══ Study material

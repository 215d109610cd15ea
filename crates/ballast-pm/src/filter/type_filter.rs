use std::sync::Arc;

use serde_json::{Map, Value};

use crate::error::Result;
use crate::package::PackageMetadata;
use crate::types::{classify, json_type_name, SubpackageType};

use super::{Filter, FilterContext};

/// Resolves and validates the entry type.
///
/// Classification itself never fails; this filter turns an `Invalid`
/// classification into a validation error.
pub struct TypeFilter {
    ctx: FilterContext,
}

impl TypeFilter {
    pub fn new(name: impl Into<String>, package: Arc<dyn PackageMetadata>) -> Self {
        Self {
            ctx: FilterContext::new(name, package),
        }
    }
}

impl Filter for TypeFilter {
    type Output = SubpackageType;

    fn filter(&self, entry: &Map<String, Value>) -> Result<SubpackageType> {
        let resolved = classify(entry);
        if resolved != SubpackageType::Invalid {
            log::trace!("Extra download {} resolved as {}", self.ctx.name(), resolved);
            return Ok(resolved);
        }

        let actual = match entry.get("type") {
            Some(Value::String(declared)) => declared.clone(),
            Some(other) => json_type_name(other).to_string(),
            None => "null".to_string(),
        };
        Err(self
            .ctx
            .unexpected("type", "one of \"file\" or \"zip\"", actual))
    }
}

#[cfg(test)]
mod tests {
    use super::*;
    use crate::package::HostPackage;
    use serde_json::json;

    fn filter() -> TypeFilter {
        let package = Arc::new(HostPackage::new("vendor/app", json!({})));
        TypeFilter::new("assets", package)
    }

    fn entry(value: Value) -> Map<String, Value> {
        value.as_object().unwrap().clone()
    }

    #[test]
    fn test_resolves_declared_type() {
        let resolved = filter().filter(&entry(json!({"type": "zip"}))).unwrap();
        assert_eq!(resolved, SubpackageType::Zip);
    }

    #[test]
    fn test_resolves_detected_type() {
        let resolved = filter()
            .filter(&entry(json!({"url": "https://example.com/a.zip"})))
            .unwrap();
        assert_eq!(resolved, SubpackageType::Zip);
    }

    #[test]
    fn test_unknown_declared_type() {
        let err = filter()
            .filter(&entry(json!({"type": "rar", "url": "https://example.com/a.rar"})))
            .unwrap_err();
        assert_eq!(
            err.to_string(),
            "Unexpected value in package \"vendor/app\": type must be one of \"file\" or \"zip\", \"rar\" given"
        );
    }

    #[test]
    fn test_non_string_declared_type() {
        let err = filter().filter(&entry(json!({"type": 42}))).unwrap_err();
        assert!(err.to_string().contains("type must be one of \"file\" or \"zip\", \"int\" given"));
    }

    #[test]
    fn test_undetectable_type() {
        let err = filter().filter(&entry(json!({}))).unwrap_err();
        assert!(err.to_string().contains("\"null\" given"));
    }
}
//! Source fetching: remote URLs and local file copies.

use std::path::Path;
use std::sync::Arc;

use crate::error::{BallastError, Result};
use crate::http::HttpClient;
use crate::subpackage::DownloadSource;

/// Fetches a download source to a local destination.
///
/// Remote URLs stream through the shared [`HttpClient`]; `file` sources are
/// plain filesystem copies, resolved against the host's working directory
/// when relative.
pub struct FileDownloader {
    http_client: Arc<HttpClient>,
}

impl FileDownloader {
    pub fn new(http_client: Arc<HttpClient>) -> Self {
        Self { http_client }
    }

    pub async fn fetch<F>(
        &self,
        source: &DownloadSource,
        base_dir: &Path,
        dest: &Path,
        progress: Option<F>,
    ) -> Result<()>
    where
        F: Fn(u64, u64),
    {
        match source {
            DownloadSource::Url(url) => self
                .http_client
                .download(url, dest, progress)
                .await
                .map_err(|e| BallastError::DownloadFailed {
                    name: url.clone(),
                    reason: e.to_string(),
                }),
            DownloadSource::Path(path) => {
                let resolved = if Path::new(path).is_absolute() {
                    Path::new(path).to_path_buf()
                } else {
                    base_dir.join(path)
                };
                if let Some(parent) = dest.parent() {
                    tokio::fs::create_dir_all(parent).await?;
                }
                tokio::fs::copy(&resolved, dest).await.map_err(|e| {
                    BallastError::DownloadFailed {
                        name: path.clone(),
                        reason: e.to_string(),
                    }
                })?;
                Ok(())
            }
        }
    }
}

════

■ **Exercise brief**
From the first record to the last, print each one exactly.

■ **Your solution**
repository 215d109610cd15ea
filename crates/ballast-pm/src/filter/type_filter.rs
use std::sync::Arc;

use serde_json::{Map, Value};

use crate::error::Result;
use crate::package::PackageMetadata;
use crate::types::{classify, json_type_name, SubpackageType};

use super::{Filter, FilterContext};

/// Resolves and validates the entry type.
///
/// Classification itself never fails; this filter turns an `Invalid`
/// classification into a validation error.
pub struct TypeFilter {
    ctx: FilterContext,
}

impl TypeFilter {
    pub fn new(name: impl Into<String>, package: Arc<dyn PackageMetadata>) -> Self {
        Self {
            ctx: FilterContext::new(name, package),
        }
    }
}

impl Filter for TypeFilter {
    type Output = SubpackageType;

    fn filter(&self, entry: &Map<String, Value>) -> Result<SubpackageType> {
        let resolved = classify(entry);
        if resolved != SubpackageType::Invalid {
            log::trace!("Extra download {} resolved as {}", self.ctx.name(), resolved);
            return Ok(resolved);
        }

        let actual = match entry.get("type") {
            Some(Value::String(declared)) => declared.clone(),
            Some(other) => json_type_name(other).to_string(),
            None => "null".to_string(),
        };
        Err(self
            .ctx
            .unexpected("type", "one of \"file\" or \"zip\"", actual))
    }
}

#[cfg(test)]
mod tests {
    use super::*;
    use crate::package::HostPackage;
    use serde_json::json;

    fn filter() -> TypeFilter {
        let package = Arc::new(HostPackage::new("vendor/app", json!({})));
        TypeFilter::new("assets", package)
    }

    fn entry(value: Value) -> Map<String, Value> {
        value.as_object().unwrap().clone()
    }

    #[test]
    fn test_resolves_declared_type() {
        let resolved = filter().filter(&entry(json!({"type": "zip"}))).unwrap();
        assert_eq!(resolved, SubpackageType::Zip);
    }

    #[test]
    fn test_resolves_detected_type() {
        let resolved = filter()
            .filter(&entry(json!({"url": "https://example.com/a.zip"})))
            .unwrap();
        assert_eq!(resolved, SubpackageType::Zip);
    }

    #[test]
    fn test_unknown_declared_type() {
        let err = filter()
            .filter(&entry(json!({"type": "rar", "url": "https://example.com/a.rar"})))
            .unwrap_err();
        assert_eq!(
            err.to_string(),
            "Unexpected value in package \"vendor/app\": type must be one of \"file\" or \"zip\", \"rar\" given"
        );
    }

    #[test]
    fn test_non_string_declared_type() {
        let err = filter().filter(&entry(json!({"type": 42}))).unwrap_err();
        assert!(err.to_string().contains("type must be one of \"file\" or \"zip\", \"int\" given"));
    }

    #[test]
    fn test_undetectable_type() {
        let err = filter().filter(&entry(json!({}))).unwrap_err();
        assert!(err.to_string().contains("\"null\" given"));
    }
}
//! Source fetching: remote URLs and local file copies.

use std::path::Path;
use std::sync::Arc;

use crate::error::{BallastError, Result};
use crate::http::HttpClient;
use crate::subpackage::DownloadSource;

/// Fetches a download source to a local destination.
///
/// Remote URLs stream through the shared [`HttpClient`]; `file` sources are
/// plain filesystem copies, resolved against the host's working directory
/// when relative.
pub struct FileDownloader {
    http_client: Arc<HttpClient>,
}

impl FileDownloader {
    pub fn new(http_client: Arc<HttpClient>) -> Self {
        Self { http_client }
    }

    pub async fn fetch<F>(
        &self,
        source: &DownloadSource,
        base_dir: &Path,
        dest: &Path,
        progress: Option<F>,
    ) -> Result<()>
    where
        F: Fn(u64, u64),
    {
        match source {
            DownloadSource::Url(url) => self
                .http_client
                .download(url, dest, progress)
                .await
                .map_err(|e| BallastError::DownloadFailed {
                    name: url.clone(),
                    reason: e.to_string(),
                }),
            DownloadSource::Path(path) => {
                let resolved = if Path::new(path).is_absolute() {
                    Path::new(path).to_path_buf()
                } else {
                    base_dir.join(path)
                };
                if let Some(parent) = dest.parent() {
                    tokio::fs::create_dir_all(parent).await?;
                }
                tokio::fs::copy(&resolved, dest).await.map_err(|e| {
                    BallastError::DownloadFailed {
                        name: path.clone(),
                        reason: e.to_string(),
                    }
                })?;
                Ok(())
            }
        }
    }
}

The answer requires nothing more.